Records for the exercise:
•••
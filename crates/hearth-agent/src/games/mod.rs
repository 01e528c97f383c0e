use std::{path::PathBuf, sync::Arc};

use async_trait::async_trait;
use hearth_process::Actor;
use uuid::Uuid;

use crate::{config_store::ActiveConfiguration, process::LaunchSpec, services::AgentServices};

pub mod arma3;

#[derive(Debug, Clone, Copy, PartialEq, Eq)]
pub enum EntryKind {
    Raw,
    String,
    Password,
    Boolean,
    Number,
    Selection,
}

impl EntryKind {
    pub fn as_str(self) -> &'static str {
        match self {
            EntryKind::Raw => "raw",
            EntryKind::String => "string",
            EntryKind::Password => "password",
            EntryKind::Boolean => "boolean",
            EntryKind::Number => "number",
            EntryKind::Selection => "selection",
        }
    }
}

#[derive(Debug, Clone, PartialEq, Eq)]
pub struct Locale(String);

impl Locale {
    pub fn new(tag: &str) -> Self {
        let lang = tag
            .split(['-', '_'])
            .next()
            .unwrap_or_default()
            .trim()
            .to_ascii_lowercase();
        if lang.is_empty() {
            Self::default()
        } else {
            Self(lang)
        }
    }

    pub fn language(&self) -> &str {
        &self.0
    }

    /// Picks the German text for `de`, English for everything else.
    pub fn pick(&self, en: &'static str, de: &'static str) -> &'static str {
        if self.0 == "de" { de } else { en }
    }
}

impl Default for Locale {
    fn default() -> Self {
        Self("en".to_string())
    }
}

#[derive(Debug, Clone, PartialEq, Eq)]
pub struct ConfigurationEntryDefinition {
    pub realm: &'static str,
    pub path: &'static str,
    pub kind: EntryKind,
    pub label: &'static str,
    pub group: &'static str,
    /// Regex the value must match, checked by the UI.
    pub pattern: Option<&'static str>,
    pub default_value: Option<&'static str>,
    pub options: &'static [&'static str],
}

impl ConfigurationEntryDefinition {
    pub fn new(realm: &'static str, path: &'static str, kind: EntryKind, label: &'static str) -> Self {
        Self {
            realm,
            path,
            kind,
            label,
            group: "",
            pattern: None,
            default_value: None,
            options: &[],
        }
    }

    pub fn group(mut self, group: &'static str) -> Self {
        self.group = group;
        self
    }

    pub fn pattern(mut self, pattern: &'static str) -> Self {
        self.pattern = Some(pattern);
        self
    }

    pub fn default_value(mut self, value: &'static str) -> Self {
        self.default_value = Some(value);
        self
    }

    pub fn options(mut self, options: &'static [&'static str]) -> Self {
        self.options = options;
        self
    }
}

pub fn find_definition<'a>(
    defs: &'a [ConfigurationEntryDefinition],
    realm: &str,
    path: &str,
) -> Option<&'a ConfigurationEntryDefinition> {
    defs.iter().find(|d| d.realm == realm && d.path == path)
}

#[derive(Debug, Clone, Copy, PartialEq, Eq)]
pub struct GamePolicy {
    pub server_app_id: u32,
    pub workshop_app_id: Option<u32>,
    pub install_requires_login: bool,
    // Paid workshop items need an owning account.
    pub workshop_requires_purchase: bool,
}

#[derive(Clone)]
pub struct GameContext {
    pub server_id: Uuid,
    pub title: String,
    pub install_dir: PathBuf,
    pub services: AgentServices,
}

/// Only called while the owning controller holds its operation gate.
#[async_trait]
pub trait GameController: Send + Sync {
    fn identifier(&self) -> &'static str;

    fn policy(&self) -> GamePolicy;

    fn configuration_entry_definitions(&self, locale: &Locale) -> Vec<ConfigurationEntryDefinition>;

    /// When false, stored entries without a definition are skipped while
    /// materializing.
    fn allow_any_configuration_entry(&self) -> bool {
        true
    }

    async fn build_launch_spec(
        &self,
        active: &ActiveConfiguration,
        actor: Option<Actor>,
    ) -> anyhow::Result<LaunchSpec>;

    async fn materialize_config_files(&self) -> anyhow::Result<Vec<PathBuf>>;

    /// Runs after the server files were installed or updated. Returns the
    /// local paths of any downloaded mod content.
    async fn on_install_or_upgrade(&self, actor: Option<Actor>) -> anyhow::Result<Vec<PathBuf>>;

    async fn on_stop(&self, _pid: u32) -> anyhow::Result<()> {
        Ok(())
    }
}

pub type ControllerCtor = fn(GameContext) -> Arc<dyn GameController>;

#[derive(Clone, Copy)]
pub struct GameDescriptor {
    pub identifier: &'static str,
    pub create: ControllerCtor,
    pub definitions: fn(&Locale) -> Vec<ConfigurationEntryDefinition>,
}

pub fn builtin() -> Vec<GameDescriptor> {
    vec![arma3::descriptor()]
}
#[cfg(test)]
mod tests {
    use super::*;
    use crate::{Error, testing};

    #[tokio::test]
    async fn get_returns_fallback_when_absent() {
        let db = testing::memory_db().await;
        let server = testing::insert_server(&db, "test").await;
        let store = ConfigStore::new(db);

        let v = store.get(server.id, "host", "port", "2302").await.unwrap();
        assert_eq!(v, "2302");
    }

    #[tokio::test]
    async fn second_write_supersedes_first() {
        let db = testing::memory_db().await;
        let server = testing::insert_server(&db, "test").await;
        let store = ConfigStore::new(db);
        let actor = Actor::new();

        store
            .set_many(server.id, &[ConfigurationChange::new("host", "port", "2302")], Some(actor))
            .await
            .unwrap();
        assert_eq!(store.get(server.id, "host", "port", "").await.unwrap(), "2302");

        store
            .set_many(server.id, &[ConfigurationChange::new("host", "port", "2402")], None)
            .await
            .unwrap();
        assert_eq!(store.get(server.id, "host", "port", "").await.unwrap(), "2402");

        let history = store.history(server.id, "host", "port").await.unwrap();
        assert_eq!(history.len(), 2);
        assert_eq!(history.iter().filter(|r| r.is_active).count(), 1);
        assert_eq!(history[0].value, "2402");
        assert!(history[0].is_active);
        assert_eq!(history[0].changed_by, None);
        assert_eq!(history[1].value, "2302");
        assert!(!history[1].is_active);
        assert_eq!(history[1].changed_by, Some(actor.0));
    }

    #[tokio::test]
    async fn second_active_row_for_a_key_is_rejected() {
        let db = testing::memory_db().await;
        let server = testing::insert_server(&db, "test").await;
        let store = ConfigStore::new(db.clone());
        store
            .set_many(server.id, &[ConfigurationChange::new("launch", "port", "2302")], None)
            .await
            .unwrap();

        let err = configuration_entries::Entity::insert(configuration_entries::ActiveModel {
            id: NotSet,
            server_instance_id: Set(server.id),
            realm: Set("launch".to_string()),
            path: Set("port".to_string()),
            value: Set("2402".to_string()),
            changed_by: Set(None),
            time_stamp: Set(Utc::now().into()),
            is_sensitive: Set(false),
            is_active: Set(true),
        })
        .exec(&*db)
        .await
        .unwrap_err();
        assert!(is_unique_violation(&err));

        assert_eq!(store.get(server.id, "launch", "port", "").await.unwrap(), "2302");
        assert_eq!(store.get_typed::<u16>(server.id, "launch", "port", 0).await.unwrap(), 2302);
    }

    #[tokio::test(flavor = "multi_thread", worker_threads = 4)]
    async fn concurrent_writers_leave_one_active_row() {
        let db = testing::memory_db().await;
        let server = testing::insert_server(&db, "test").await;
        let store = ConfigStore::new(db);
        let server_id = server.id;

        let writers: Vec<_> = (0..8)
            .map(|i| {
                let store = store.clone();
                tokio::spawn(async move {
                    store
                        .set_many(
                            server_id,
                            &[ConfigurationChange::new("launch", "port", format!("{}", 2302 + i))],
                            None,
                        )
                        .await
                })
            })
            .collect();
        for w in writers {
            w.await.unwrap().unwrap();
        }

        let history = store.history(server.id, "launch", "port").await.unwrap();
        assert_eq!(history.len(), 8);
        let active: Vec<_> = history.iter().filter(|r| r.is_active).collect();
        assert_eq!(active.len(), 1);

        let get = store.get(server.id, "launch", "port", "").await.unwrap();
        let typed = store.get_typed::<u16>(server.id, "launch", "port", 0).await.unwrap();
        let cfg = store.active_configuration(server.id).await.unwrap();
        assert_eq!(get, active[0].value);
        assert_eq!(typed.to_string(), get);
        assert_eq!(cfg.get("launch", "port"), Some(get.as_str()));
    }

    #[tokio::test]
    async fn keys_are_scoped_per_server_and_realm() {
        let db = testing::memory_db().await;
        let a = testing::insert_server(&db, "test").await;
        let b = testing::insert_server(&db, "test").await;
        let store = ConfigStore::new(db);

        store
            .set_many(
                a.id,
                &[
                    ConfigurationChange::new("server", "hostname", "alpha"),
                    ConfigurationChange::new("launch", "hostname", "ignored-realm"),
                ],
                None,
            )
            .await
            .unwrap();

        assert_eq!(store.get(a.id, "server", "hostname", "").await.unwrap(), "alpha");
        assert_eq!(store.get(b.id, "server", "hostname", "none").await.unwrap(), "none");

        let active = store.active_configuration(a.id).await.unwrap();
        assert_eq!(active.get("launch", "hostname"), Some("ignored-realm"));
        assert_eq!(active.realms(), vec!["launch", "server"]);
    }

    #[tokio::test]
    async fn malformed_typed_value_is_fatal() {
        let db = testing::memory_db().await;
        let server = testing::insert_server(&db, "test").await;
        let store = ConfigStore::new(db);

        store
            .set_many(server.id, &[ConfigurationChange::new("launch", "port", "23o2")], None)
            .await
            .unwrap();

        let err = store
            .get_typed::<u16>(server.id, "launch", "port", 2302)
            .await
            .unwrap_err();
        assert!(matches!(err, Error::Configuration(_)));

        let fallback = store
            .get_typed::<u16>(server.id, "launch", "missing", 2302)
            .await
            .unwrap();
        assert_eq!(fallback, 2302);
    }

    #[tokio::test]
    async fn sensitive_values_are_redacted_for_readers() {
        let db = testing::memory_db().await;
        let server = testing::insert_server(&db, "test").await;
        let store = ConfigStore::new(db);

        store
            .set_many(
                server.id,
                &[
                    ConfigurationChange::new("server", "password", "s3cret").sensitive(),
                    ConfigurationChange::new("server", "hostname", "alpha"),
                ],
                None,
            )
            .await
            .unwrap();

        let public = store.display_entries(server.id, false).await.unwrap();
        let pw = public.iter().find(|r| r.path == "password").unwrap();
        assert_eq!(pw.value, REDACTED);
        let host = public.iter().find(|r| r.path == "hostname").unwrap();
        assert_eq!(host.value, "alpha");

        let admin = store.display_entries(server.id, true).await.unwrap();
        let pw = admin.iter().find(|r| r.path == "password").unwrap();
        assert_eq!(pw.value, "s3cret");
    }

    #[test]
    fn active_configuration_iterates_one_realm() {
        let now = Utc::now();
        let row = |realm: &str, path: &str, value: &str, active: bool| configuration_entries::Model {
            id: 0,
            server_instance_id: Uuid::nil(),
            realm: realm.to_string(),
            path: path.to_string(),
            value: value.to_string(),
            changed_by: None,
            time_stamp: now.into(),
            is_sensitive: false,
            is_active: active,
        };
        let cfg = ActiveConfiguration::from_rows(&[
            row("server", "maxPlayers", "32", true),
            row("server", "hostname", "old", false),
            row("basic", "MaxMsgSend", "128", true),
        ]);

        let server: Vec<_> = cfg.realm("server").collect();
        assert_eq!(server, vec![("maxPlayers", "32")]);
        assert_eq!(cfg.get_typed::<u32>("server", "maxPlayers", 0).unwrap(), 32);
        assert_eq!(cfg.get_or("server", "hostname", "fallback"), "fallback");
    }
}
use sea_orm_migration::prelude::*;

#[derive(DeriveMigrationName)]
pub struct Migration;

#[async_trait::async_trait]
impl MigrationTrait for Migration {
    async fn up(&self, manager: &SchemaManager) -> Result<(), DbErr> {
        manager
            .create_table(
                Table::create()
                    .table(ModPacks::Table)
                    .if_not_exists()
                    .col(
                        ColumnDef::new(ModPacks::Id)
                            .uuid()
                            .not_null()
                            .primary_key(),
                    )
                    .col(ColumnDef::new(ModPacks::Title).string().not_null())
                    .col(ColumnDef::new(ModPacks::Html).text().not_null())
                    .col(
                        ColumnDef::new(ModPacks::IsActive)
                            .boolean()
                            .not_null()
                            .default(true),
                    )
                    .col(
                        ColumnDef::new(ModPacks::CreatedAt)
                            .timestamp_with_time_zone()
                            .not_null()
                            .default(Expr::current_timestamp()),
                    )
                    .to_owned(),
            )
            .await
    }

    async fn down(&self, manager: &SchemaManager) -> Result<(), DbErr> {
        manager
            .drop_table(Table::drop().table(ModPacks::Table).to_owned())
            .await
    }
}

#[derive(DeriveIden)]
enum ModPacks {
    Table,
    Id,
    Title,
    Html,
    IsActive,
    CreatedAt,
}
•••
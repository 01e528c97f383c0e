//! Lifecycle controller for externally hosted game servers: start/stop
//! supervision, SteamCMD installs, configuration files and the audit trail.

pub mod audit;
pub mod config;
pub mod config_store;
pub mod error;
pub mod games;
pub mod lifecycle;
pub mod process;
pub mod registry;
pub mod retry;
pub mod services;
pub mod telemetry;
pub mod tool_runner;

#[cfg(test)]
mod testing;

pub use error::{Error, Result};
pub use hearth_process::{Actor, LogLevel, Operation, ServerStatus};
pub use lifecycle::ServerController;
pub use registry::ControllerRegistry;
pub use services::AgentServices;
•••
Using the records above, gather all lines where the string "label" is present.

    pub label: &'static str,
    pub fn new(realm: &'static str, path: &'static str, kind: EntryKind, label: &'static str) -> Self {
            label,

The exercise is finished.